(Collection entries)
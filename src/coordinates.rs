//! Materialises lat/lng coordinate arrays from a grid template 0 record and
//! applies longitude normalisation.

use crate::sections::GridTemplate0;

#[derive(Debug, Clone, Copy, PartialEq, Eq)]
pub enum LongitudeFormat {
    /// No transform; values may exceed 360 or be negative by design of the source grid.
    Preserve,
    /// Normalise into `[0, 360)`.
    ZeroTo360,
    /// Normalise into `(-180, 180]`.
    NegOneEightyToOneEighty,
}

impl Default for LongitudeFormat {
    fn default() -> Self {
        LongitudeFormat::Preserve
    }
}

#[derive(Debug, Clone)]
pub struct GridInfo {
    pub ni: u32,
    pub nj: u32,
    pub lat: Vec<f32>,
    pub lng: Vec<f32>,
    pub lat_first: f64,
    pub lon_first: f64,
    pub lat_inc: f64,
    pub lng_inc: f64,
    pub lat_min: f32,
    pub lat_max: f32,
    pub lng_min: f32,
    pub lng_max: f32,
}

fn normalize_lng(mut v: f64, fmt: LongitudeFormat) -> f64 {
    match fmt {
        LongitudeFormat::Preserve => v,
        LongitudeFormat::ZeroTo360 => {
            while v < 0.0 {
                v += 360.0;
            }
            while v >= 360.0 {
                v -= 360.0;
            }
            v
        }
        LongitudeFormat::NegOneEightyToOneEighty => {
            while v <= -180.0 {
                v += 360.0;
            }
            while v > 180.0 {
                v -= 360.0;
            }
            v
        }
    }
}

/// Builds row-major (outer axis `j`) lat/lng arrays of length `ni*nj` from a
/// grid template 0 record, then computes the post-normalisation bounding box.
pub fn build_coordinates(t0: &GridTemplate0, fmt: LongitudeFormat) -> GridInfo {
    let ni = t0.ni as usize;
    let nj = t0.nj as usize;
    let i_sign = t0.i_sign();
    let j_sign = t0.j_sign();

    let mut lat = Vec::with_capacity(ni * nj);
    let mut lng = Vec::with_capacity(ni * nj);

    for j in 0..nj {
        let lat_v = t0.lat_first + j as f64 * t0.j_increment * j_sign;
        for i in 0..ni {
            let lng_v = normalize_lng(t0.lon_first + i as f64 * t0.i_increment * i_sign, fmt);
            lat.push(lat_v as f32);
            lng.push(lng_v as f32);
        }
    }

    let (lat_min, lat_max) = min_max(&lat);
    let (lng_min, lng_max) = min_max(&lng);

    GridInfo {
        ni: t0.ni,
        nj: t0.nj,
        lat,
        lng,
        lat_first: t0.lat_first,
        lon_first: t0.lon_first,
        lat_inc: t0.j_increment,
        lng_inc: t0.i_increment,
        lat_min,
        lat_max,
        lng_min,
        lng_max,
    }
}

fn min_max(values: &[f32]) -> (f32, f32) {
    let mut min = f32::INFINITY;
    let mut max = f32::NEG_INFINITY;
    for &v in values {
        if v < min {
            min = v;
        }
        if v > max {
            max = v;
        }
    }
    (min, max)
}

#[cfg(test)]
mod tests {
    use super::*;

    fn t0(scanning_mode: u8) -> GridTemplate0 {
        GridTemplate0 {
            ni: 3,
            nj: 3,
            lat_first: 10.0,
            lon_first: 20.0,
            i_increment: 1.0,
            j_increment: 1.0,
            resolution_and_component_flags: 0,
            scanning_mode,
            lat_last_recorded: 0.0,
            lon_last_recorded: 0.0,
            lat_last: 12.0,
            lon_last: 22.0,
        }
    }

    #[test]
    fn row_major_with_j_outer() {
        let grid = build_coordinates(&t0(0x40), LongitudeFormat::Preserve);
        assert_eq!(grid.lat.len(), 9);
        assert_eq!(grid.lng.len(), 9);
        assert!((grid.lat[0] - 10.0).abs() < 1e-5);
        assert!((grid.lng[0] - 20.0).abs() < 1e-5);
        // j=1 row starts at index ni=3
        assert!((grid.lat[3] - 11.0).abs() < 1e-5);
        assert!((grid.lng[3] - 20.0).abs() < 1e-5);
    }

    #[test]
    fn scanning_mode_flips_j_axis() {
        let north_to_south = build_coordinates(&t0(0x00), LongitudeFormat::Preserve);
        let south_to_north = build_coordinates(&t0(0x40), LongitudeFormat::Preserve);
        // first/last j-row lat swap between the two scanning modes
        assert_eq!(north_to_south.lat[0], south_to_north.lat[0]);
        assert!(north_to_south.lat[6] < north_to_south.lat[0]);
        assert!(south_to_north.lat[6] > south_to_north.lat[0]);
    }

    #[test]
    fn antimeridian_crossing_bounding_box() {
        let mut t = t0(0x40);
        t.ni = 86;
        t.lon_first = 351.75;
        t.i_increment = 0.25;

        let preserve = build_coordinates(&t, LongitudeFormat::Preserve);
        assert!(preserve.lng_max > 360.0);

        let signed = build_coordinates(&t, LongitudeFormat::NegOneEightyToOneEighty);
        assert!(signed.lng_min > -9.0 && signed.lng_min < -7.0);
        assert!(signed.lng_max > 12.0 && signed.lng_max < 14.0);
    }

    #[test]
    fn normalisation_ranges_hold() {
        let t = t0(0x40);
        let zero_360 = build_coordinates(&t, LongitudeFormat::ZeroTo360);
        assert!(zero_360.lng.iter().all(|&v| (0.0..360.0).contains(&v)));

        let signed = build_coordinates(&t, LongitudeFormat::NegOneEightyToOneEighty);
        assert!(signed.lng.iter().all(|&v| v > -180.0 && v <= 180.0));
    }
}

▶ TASK DIRECTIONS
All lines in the entries above that hold the word "while" need to be copied.

▶ RESULT
            while v < 0.0 {
            while v >= 360.0 {
            while v <= -180.0 {
            while v > 180.0 {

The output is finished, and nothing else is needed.